Code Climate has analyzed commit c7af906 and detected 0 issues on this pull request.

View more on Code Climate.

[yoomlam]

These last 4 methods are used by SanitizedJsonConfiguration

[yoomlam]

This SanitizedJsonConfiguration is specific to the Caseflow domain, while SanitizedJsonExporter/Importer are meant to be domain-independent.

[yoomlam]

These methods are only used by the retrieval: lines above.

[yoomlam]

This will be set to true later when we update Organization singletons in our seed data to have the same id as in prod to avoid problems with MailTeam.singleton returning the wrong record when a MailTeam org with a different id is imported.

[yoomlam]

This only happens when a new field is added for sanitizing and none of the transforms return a non-nil.

[yoomlam]

Demo plan:

• present slide
• show export output in prod, explaining that CAVC remand appeal is associated with a source appeal

# CAVC remand with several issues
Appeal.where(stream_type: "court_remand", docket_type: "hearing").map{|a| [a.id, a.request_issues.count]}
=> [[133016, 4] ...]
appeal=Appeal.find(133016)
appeals=[appeal]
appeals.map &:treee
appeals.map{|a| puts a.render_intake}
sje=SanitizedJsonExporter.new(appeal, verbosity: 5);
sje.save('/tmp/appeal15.json', purpose: 'Mar 19th Demo')

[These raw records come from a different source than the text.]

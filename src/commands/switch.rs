use super::{BACK_TO_MENU, Flow, Session, Stored, corrupted_label};
use crate::error::Result;
use crate::models::AccountRecord;
use crate::store::SecretStore;
use crate::tui::Prompter;
use crate::utils::{GitConfig, active_identity, apply_identity, is_active};
use colored::Colorize;

/// Pick a stored account and make its commit identity the global git identity.
pub fn run<S, G, P>(s: &mut Session<S, G, P>) -> Result<Flow<AccountRecord>>
where
    S: SecretStore,
    G: GitConfig,
    P: Prompter,
{
    let accounts = s.load_accounts()?;
    if accounts.is_empty() {
        s.no_accounts();
        return Ok(Flow::Cancel);
    }

    let active = active_identity(&s.git);
    let mut items: Vec<String> = accounts
        .iter()
        .map(|account| match account {
            Stored::Valid(record) if is_active(record, active.as_ref()) => {
                format!("{} {}", record.commit_summary(), "(active)".green())
            }
            Stored::Valid(record) => record.commit_summary(),
            Stored::Corrupted(id) => corrupted_label(id),
        })
        .collect();
    items.push(BACK_TO_MENU.dimmed().to_string());

    let Some(index) = s.ui.select("Select an account to use", &items, 0) else {
        return Ok(Flow::Cancel);
    };
    match accounts.into_iter().nth(index) {
        Some(Stored::Valid(record)) => apply(s, record),
        Some(Stored::Corrupted(id)) => {
            s.say_err(&format!("Account '{id}' has corrupted data and cannot be used."));
            Ok(Flow::Cancel)
        }
        None => {
            s.say_dim("Returning to Main Menu.");
            Ok(Flow::Cancel)
        }
    }
}

/// Switch to a stored account by its GitHub username.
pub fn run_named<S, G, P>(s: &mut Session<S, G, P>, github_user: &str) -> Result<Flow<AccountRecord>>
where
    S: SecretStore,
    G: GitConfig,
    P: Prompter,
{
    let record = s.find(github_user)?;
    apply(s, record)
}

fn apply<S, G, P>(s: &mut Session<S, G, P>, record: AccountRecord) -> Result<Flow<AccountRecord>>
where
    S: SecretStore,
    G: GitConfig,
    P: Prompter,
{
    apply_identity(&mut s.git, &record.commit_name, &record.commit_email)?;
    tracing::debug!(account = %record.github_user, "global git identity switched");

    s.say_ok(&format!(
        "Using GitHub account: {}",
        record.summary().cyan()
    ));
    s.say_ok(&format!(
        "Commit config: {} ({})",
        record.commit_name, record.commit_email
    ));
    Ok(Flow::Done(record))
}

#[cfg(test)]
mod tests {
    use super::*;
    use crate::commands::test_support::session;
    use crate::error::AppError;
    use crate::models::{AccountDraft, validate_for_create};
    use crate::testing::Answer::{Esc, Pick};
    use crate::testing::{RecordingGit, record};

    fn alice_with_work_identity() -> AccountRecord {
        validate_for_create(&AccountDraft {
            github_user: "alice".into(),
            github_email: "a@x.com".into(),
            commit_name: "Alice Work".into(),
            commit_email: "alice@work.io".into(),
            token: "t".into(),
        })
        .unwrap()
    }

    #[test]
    fn applies_commit_pair_once_name_then_email() {
        let mut s = session(
            &[record("alice", "a@x.com", "tok123"), record("bob", "b@x.com", "t")],
            vec![Pick("alice (a@x.com) | Commits: alice (a@x.com)")],
        );
        let flow = run(&mut s).unwrap();

        assert!(matches!(flow, Flow::Done(ref r) if r.github_user == "alice"));
        assert_eq!(
            s.git.calls,
            vec![
                ("user.name".to_string(), "alice".to_string()),
                ("user.email".to_string(), "a@x.com".to_string()),
            ]
        );
    }

    #[test]
    fn uses_commit_identity_not_github_identity() {
        let mut s = session(&[alice_with_work_identity()], vec![Pick("alice")]);
        run(&mut s).unwrap();
        assert_eq!(s.git.calls[0].1, "Alice Work");
        assert_eq!(s.git.calls[1].1, "alice@work.io");
        assert!(s.ui.printed("Commit config: Alice Work (alice@work.io)"));
    }

    #[test]
    fn back_and_escape_have_no_side_effects() {
        let mut s = session(&[record("alice", "a@x.com", "t")], vec![Pick(BACK_TO_MENU)]);
        assert_eq!(run(&mut s).unwrap(), Flow::Cancel);
        assert!(s.git.calls.is_empty());

        let mut s = session(&[record("alice", "a@x.com", "t")], vec![Esc]);
        assert_eq!(run(&mut s).unwrap(), Flow::Cancel);
        assert!(s.git.calls.is_empty());
    }

    #[test]
    fn empty_store_does_not_prompt() {
        let mut s = session(&[], vec![]);
        assert_eq!(run(&mut s).unwrap(), Flow::Cancel);
        assert!(s.ui.prompts.is_empty());
        assert!(s.ui.printed("No saved accounts."));
    }

    #[test]
    fn git_failure_propagates() {
        let mut s = session(&[record("alice", "a@x.com", "t")], vec![Pick("alice")]);
        s.git = RecordingGit::failing();
        assert!(matches!(run(&mut s), Err(AppError::Git(_))));
    }

    #[test]
    fn current_identity_is_marked_active() {
        let mut s = session(
            &[record("alice", "a@x.com", "t"), record("bob", "b@x.com", "t")],
            vec![Esc],
        );
        s.git = RecordingGit::with_identity("bob", "b@x.com");
        run(&mut s).unwrap();

        assert!(s.ui.last_items[1].ends_with("(active)"));
        assert!(!s.ui.last_items[0].contains("(active)"));
    }

    #[test]
    fn corrupted_entry_cannot_be_used() {
        let mut s = session(&[], vec![Pick("broken")]);
        s.store.put_raw("broken", "[]");
        assert_eq!(run(&mut s).unwrap(), Flow::Cancel);
        assert!(s.git.calls.is_empty());
    }

    #[test]
    fn named_switch() {
        let mut s = session(&[record("alice", "a@x.com", "t")], vec![]);
        assert!(matches!(run_named(&mut s, "alice").unwrap(), Flow::Done(_)));
        assert_eq!(s.git.calls.len(), 2);
        assert!(matches!(run_named(&mut s, "nobody"), Err(AppError::NotFound(_))));
    }
}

• scan through appeal15.json, noting obviously fake veteran_file_number/ssn/full_name/email and record ids are retained
• describe rspec; run import within rspec, comparing task trees and intake trees (note similar record ids and css_ids for easy referencing with prod data (and consistency across many imports); timestamps are the same); note the source appeal for the CAVC remand is also imported

      sji = SanitizedJsonImporter.from_file('appeal15.json')
      imp_appeal1 = sji.import
      IntakeRenderer.patch_intake_classes  
      sji.imported_records[Appeal.table_name].map{|appeal|
        appeal.treee
        pp appeal.hearings
        puts appeal.render_intake
      }

• describe SanitizedJsonConfiguration: @configuration
• describe how SanitizationTransforms is applied to sanitize field values
• SanitizedJsonExporter (~200 lines) and SanitizedJsonImporter (~300 lines) are domain-independent, which means they can be reused for other databases.

[yoomlam]

The User class has this curious index:

ActiveRecord::Base.connection.indexes(User.table_name).select(&:unique).first.columns
=> "upper((css_id)::text)"

instead of the typical Array:

ActiveRecord::Base.connection.indexes(Organization.table_name).select(&:unique).first.columns
=> ["url"]

[yoomlam]

I'd like to update the column comments in schema.rb so that these PII fields can be automatically identified, so we don't have to specify sanitize_fields manually here.

[tomas-nava]

Not quite done reviewing, but wanted to give you something to respond to.

I followed the testing plan and successfully exported & imported a relatively complex record. Most of my comments are minor. I will continue reviewing this week.

Something that occurred to me while using: you could put a check on SanitizedJsonImporter that stops it from importing if Rails.env.production?

[yoomlam]

Added documentation: https://github.com/department-of-veterans-affairs/caseflow/wiki/Exporting-and-Importing-Appeals

[tomas-nava]

approve! with non-blocking questions/suggestions

[tomas-nava]

what happens if it's still not unique after 10 tries?

[yoomlam]

It uses the last generated value and moves on. The user can rerun the export as well.